▼▼▼
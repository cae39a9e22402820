//! Incident pipeline walkthrough: trailing-window filtering, criticality
//! coloring and the noise toggle.
//!
//! Run with: cargo run --example incident_pipeline

use chrono::{Duration, Utc};
use traffic_mapper::{
    prepare_views, Criticality, DatasetKind, GeoPoint, IncidentInfo, PipelineConfig,
    RawRecord, RecordDetails, ViewArtifact, ViewMode,
};

fn incident(
    description: &str,
    lat: f64,
    lng: f64,
    criticality: Option<Criticality>,
    hours_ago_start: i64,
    hours_ago_end: i64,
) -> RawRecord {
    let now = Utc::now();
    RawRecord {
        description: description.to_string(),
        position: GeoPoint::new(lat, lng),
        details: RecordDetails::Incident(IncidentInfo {
            criticality,
            incident_type: "accident".to_string(),
            start_time: Some(now - Duration::hours(hours_ago_start)),
            end_time: Some(now - Duration::hours(hours_ago_end)),
            road_closed: false,
        }),
        source_updated: Some(now),
    }
}

fn main() {
    let records = vec![
        incident("Accident on A100", 52.5000, 13.3000, Some(Criticality::Major), 3, 1),
        incident("Lane closed, Potsdamer Platz", 52.5096, 13.3760, Some(Criticality::Moderate), 5, 2),
        incident("Breakdown, Alexanderplatz", 52.5219, 13.4132, Some(Criticality::Minor), 2, 1),
        // Cleared more than a day ago; the window filter drops it.
        incident("Old roadworks", 52.5400, 13.3500, Some(Criticality::Minor), 30, 25),
    ];

    let config = PipelineConfig::default();
    let views = prepare_views(DatasetKind::Incidents, records, Utc::now(), &config);

    println!("Incident Pipeline Example\n");
    println!("Records in window: {} (1 stale record dropped)\n", views.record_count());

    for show_noise in [true, false] {
        let label = if show_noise { "with" } else { "without" };
        if let ViewArtifact::Dots(layer) = views.artifact(ViewMode::Combined, show_noise) {
            println!("Combined view {label} noise: {} dots", layer.points.len());
            for point in &layer.points {
                let criticality = point
                    .popup
                    .iter()
                    .find(|(k, _)| k == "Criticality")
                    .map(|(_, v)| v.as_str())
                    .unwrap_or("?");
                println!("  {:30} criticality={:9} color={}",
                    point.popup[0].1, criticality, point.color);
            }
        }
    }
}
▲▲▲
◆ **What you will do**
Transcribe all records exactly as written.

◆ **Answer space**
repository cae39a9e22402820
//! Incident pipeline walkthrough: trailing-window filtering, criticality
//! coloring and the noise toggle.
//!
//! Run with: cargo run --example incident_pipeline

use chrono::{Duration, Utc};
use traffic_mapper::{
    prepare_views, Criticality, DatasetKind, GeoPoint, IncidentInfo, PipelineConfig,
    RawRecord, RecordDetails, ViewArtifact, ViewMode,
};

fn incident(
    description: &str,
    lat: f64,
    lng: f64,
    criticality: Option<Criticality>,
    hours_ago_start: i64,
    hours_ago_end: i64,
) -> RawRecord {
    let now = Utc::now();
    RawRecord {
        description: description.to_string(),
        position: GeoPoint::new(lat, lng),
        details: RecordDetails::Incident(IncidentInfo {
            criticality,
            incident_type: "accident".to_string(),
            start_time: Some(now - Duration::hours(hours_ago_start)),
            end_time: Some(now - Duration::hours(hours_ago_end)),
            road_closed: false,
        }),
        source_updated: Some(now),
    }
}

fn main() {
    let records = vec![
        incident("Accident on A100", 52.5000, 13.3000, Some(Criticality::Major), 3, 1),
        incident("Lane closed, Potsdamer Platz", 52.5096, 13.3760, Some(Criticality::Moderate), 5, 2),
        incident("Breakdown, Alexanderplatz", 52.5219, 13.4132, Some(Criticality::Minor), 2, 1),
        // Cleared more than a day ago; the window filter drops it.
        incident("Old roadworks", 52.5400, 13.3500, Some(Criticality::Minor), 30, 25),
    ];

    let config = PipelineConfig::default();
    let views = prepare_views(DatasetKind::Incidents, records, Utc::now(), &config);

    println!("Incident Pipeline Example\n");
    println!("Records in window: {} (1 stale record dropped)\n", views.record_count());

    for show_noise in [true, false] {
        let label = if show_noise { "with" } else { "without" };
        if let ViewArtifact::Dots(layer) = views.artifact(ViewMode::Combined, show_noise) {
            println!("Combined view {label} noise: {} dots", layer.points.len());
            for point in &layer.points {
                let criticality = point
                    .popup
                    .iter()
                    .find(|(k, _)| k == "Criticality")
                    .map(|(_, v)| v.as_str())
                    .unwrap_or("?");
                println!("  {:30} criticality={:9} color={}",
                    point.popup[0].1, criticality, point.color);
            }
        }
    }
}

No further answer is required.